> **WHAT IS NEEDED**: Set the entries below down again, please. Match them exactly.

> **INPUT**:
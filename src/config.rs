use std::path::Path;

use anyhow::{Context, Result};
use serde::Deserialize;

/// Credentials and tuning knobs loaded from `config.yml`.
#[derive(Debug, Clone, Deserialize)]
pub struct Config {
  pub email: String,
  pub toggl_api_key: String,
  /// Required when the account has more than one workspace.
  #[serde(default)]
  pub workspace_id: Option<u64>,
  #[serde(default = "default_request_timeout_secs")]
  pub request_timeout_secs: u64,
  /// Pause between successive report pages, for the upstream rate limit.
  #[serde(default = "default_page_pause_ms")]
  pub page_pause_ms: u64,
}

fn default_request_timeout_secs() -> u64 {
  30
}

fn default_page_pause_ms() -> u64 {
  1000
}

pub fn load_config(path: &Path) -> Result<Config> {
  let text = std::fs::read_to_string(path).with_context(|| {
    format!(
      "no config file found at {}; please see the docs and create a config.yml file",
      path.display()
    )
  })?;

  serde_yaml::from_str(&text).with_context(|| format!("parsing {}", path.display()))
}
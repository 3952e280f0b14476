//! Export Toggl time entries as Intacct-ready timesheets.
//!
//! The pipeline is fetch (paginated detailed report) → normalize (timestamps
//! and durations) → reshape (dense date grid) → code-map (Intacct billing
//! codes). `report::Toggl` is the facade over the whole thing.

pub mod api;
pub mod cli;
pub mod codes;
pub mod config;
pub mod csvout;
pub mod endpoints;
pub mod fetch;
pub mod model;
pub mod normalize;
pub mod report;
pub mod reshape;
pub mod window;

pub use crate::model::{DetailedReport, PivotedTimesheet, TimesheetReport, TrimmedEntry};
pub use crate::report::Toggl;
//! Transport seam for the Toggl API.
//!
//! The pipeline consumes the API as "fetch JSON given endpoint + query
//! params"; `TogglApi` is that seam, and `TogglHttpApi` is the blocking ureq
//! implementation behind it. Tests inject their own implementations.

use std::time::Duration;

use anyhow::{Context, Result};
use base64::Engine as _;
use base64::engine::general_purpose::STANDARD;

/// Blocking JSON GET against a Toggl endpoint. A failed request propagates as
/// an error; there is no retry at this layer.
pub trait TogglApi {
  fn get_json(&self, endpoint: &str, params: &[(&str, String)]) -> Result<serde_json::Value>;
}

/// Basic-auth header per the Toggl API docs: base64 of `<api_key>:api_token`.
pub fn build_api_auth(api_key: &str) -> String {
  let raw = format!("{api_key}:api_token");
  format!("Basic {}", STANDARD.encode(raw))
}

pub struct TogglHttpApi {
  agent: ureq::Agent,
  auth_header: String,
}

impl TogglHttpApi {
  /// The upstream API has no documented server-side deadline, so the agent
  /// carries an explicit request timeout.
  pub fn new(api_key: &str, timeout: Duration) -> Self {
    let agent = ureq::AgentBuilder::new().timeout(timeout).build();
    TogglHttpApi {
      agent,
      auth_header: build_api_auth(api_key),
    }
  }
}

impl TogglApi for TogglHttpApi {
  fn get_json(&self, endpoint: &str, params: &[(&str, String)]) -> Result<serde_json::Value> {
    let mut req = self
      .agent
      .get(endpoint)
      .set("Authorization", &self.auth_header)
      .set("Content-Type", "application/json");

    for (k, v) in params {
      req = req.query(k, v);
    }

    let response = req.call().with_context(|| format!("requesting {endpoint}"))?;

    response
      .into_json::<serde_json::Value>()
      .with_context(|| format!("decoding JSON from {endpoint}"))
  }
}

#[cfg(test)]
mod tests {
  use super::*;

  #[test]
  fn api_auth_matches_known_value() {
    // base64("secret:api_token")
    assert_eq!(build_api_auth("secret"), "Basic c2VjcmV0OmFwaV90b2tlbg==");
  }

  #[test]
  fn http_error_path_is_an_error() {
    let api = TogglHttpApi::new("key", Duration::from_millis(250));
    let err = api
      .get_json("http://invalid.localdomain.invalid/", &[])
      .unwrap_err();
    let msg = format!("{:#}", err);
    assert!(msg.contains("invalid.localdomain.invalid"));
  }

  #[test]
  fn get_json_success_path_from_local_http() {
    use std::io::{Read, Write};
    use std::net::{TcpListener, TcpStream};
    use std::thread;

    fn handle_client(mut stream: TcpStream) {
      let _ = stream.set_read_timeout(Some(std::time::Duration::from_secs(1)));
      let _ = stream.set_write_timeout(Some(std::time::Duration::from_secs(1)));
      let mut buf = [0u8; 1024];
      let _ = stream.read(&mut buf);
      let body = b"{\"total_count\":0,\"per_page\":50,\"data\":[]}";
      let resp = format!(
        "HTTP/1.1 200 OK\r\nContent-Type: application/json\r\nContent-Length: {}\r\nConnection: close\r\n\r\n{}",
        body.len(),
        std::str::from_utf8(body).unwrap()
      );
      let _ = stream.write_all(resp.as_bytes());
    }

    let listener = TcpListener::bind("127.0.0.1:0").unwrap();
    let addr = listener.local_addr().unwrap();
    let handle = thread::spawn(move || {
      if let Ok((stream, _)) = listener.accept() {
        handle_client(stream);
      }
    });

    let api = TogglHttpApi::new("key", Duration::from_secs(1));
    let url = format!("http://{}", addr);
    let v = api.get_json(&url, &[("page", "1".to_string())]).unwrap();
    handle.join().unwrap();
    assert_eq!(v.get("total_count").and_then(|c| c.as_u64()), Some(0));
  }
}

> **WRITTEN ANSWER**:
filename src/config.rs
use std::path::Path;

use anyhow::{Context, Result};
use serde::Deserialize;

/// Credentials and tuning knobs loaded from `config.yml`.
#[derive(Debug, Clone, Deserialize)]
pub struct Config {
  pub email: String,
  pub toggl_api_key: String,
  /// Required when the account has more than one workspace.
  #[serde(default)]
  pub workspace_id: Option<u64>,
  #[serde(default = "default_request_timeout_secs")]
  pub request_timeout_secs: u64,
  /// Pause between successive report pages, for the upstream rate limit.
  #[serde(default = "default_page_pause_ms")]
  pub page_pause_ms: u64,
}

fn default_request_timeout_secs() -> u64 {
  30
}

fn default_page_pause_ms() -> u64 {
  1000
}

pub fn load_config(path: &Path) -> Result<Config> {
  let text = std::fs::read_to_string(path).with_context(|| {
    format!(
      "no config file found at {}; please see the docs and create a config.yml file",
      path.display()
    )
  })?;

  serde_yaml::from_str(&text).with_context(|| format!("parsing {}", path.display()))
}
repository 3952e280f0b14476
//! Export Toggl time entries as Intacct-ready timesheets.
//!
//! The pipeline is fetch (paginated detailed report) → normalize (timestamps
//! and durations) → reshape (dense date grid) → code-map (Intacct billing
//! codes). `report::Toggl` is the facade over the whole thing.

pub mod api;
pub mod cli;
pub mod codes;
pub mod config;
pub mod csvout;
pub mod endpoints;
pub mod fetch;
pub mod model;
pub mod normalize;
pub mod report;
pub mod reshape;
pub mod window;

pub use crate::model::{DetailedReport, PivotedTimesheet, TimesheetReport, TrimmedEntry};
pub use crate::report::Toggl;
//! Transport seam for the Toggl API.
//!
//! The pipeline consumes the API as "fetch JSON given endpoint + query
//! params"; `TogglApi` is that seam, and `TogglHttpApi` is the blocking ureq
//! implementation behind it. Tests inject their own implementations.

use std::time::Duration;

use anyhow::{Context, Result};
use base64::Engine as _;
use base64::engine::general_purpose::STANDARD;

/// Blocking JSON GET against a Toggl endpoint. A failed request propagates as
/// an error; there is no retry at this layer.
pub trait TogglApi {
  fn get_json(&self, endpoint: &str, params: &[(&str, String)]) -> Result<serde_json::Value>;
}

/// Basic-auth header per the Toggl API docs: base64 of `<api_key>:api_token`.
pub fn build_api_auth(api_key: &str) -> String {
  let raw = format!("{api_key}:api_token");
  format!("Basic {}", STANDARD.encode(raw))
}

pub struct TogglHttpApi {
  agent: ureq::Agent,
  auth_header: String,
}

impl TogglHttpApi {
  /// The upstream API has no documented server-side deadline, so the agent
  /// carries an explicit request timeout.
  pub fn new(api_key: &str, timeout: Duration) -> Self {
    let agent = ureq::AgentBuilder::new().timeout(timeout).build();
    TogglHttpApi {
      agent,
      auth_header: build_api_auth(api_key),
    }
  }
}

impl TogglApi for TogglHttpApi {
  fn get_json(&self, endpoint: &str, params: &[(&str, String)]) -> Result<serde_json::Value> {
    let mut req = self
      .agent
      .get(endpoint)
      .set("Authorization", &self.auth_header)
      .set("Content-Type", "application/json");

    for (k, v) in params {
      req = req.query(k, v);
    }

    let response = req.call().with_context(|| format!("requesting {endpoint}"))?;

    response
      .into_json::<serde_json::Value>()
      .with_context(|| format!("decoding JSON from {endpoint}"))
  }
}

#[cfg(test)]
mod tests {
  use super::*;

  #[test]
  fn api_auth_matches_known_value() {
    // base64("secret:api_token")
    assert_eq!(build_api_auth("secret"), "Basic c2VjcmV0OmFwaV90b2tlbg==");
  }

  #[test]
  fn http_error_path_is_an_error() {
    let api = TogglHttpApi::new("key", Duration::from_millis(250));
    let err = api
      .get_json("http://invalid.localdomain.invalid/", &[])
      .unwrap_err();
    let msg = format!("{:#}", err);
    assert!(msg.contains("invalid.localdomain.invalid"));
  }

  #[test]
  fn get_json_success_path_from_local_http() {
    use std::io::{Read, Write};
    use std::net::{TcpListener, TcpStream};
    use std::thread;

    fn handle_client(mut stream: TcpStream) {
      let _ = stream.set_read_timeout(Some(std::time::Duration::from_secs(1)));
      let _ = stream.set_write_timeout(Some(std::time::Duration::from_secs(1)));
      let mut buf = [0u8; 1024];
      let _ = stream.read(&mut buf);
      let body = b"{\"total_count\":0,\"per_page\":50,\"data\":[]}";
      let resp = format!(
        "HTTP/1.1 200 OK\r\nContent-Type: application/json\r\nContent-Length: {}\r\nConnection: close\r\n\r\n{}",
        body.len(),
        std::str::from_utf8(body).unwrap()
      );
      let _ = stream.write_all(resp.as_bytes());
    }

    let listener = TcpListener::bind("127.0.0.1:0").unwrap();
    let addr = listener.local_addr().unwrap();
    let handle = thread::spawn(move || {
      if let Ok((stream, _)) = listener.accept() {
        handle_client(stream);
      }
    });

    let api = TogglHttpApi::new("key", Duration::from_secs(1));
    let url = format!("http://{}", addr);
    let v = api.get_json(&url, &[("page", "1".to_string())]).unwrap();
    handle.join().unwrap();
    assert_eq!(v.get("total_count").and_then(|c| c.as_u64()), Some(0));
  }
}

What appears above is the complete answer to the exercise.